A Lifetime to Follow  
 AL'S JOURNEY! 
by AL COON
Before
Now




Version 1.0 - Copyright by Dotti's Weight Loss Zone, all rights reserved






  One man's journey to lose 50 pounds and keep it off.  






The Journey

-- WEEK 64 UPDATE --

*** Weigh-in for WEEK 64 ***
08/03/2002
Week Completed:___64___
Weigh-In Weight:185.0
Body Mass Index:23.1
Average Weight for week:184.6
Aerobic Points for week:11.40
Week’s Average Points/Day: 45.86
Pounds +/- for this week:+.5
Pounds lost total: 54.5
Pounds to go to 10%:0.0*  
Pounds to go to goal:0.0**
Pounds to go to 20%:0.0***
Made PERSONAL GOAL: 11/23/2001

* Made 10% at 215.5 pounds on 7/14/01
** Made Goal at 200.0 pounds on 9/22/01
*** Made 20% at 191.5 pounds on 11/3/01
Personal Goal is 190 pounds.


Week’s Data
Day
Date
Weight
Points
Water
Aerobic
Points
Saturday
07/27/2002
184.5
40.0
6 cups ( 48 oz )
0.00
Sunday
07/28/2002
184.5
50.5
12 cups ( 96 oz )
0.00
Monday
07/29/2002
185.5
31.0
6 cups ( 48 oz )
0.00
Tuesday
07/30/2002
182.5
70.5
12 cups ( 96 oz )
0.00
Wednesday
07/31/2002
185.0
44.5
9 cups ( 72 oz )
1.50
Thursday
08/01/2002
185.0
37.5
9 cups ( 72 oz )
0.00
Friday
08/02/2002
185.0
47.0
9 cups ( 72 oz )
9.90


Week 64 Update

It was a nice cool 48 degrees outside at 5:45 AM, 15 minutes before sunrise in Eugene. I stepped up on Mr. Scale and he said, “185.0 pounds!” Right on my target weight.

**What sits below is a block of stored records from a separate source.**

//! # Geochat Server Library
//!
//! This library implements the spatial client map for the chat server: every
//! connected client is placed in the 1°×1° cell its coordinates floor to, and
//! cells are grouped into independently managed networks so that lookups,
//! message batching, and bookkeeping scale with local density rather than the
//! global population.
//!
//! ## Architecture
//!
//! ### Region graphs (`region`)
//! Each network is a connected graph of regions, one per occupied cell, with
//! four-directional adjacency. Regions live in a per-network arena and are
//! addressed by index, which keeps merge surgery to index reassignment.
//! Graph searches run depth-first in a fixed Up, Left, Down, Right order and
//! take a caller-owned visited set.
//!
//! ### Networks (`client_network`)
//! A [`client_network::ClientNetwork`] owns its region arena, a grow-only
//! bounding box used as the world's pre-filter, and an inbound message
//! channel drained by a dedicated batching task. A client whose cell touches
//! the footprint grows the network by one freshly wired region; any other
//! client is rejected for the world to place.
//!
//! ### The world (`world`)
//! The [`world::ClientWorld`] registers every network and is the single
//! consumer of the lifecycle channel. A connecting client that is accepted by
//! two or more networks proves their footprints now touch, and those
//! networks are fused at the client's cell without dropping a single client
//! or region.
//!
//! ### Concurrency
//! All graph mutation is serialized through the world's event channel — the
//! channel is the lock. Per-network message batching runs on its own task
//! and never touches graph state, so it proceeds concurrently with growth
//! and merges.
//!
//! ### Ingress (`network`)
//! The UDP ingress decodes wire packets into events and feeds the world
//! handle. Retry policy, framing choices, and fan-out of completed batches
//! all live at this layer or beyond, never in the graph code.

pub mod client_network;
pub mod events;
pub mod network;
pub mod region;
pub mod world;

This is my first weigh-in in August this year. I always look forward to August, not because it is my birthday month (not ANOTHER year older?) but because it puts July behind us. July is my least favorite month because it has long days and hot temperatures. August has the advantage of shorter days, and even though the highs are often just as hot as July’s, the sun goes down earlier and the cooling sets in sooner. That means that by bedtime the air outside is usually cool enough to sleep comfortably.

In Portland, July starts out with days nearly 15.75 hours long, and ends with a day that is nearly 15 hours long. By mid August the days are just over 14 hours long, and by the end of August they are less than 13.5 hours long. Yes! Also the sun rises before 6:00 AM every morning in July, while it gets up later and later in August, nearly waiting until 6:30 AM by the end of the month. But most important to me, for the cooler evenings, the sun sets no later than 8:40 PM at the start of August, and a few minutes before 8:00 PM by its end. For the first two weeks of July it sets right around 9:00 PM and even by the end of July it has only gotten to about 8:45 PM. When the sun sets at 8:00 PM that gives two hours for the temperature to drop before my bedtime, and it usually makes things quite comfortable by that time. In July the sun is still beating down for an extra hour, holding off that nice cool evening until after I should already be asleep.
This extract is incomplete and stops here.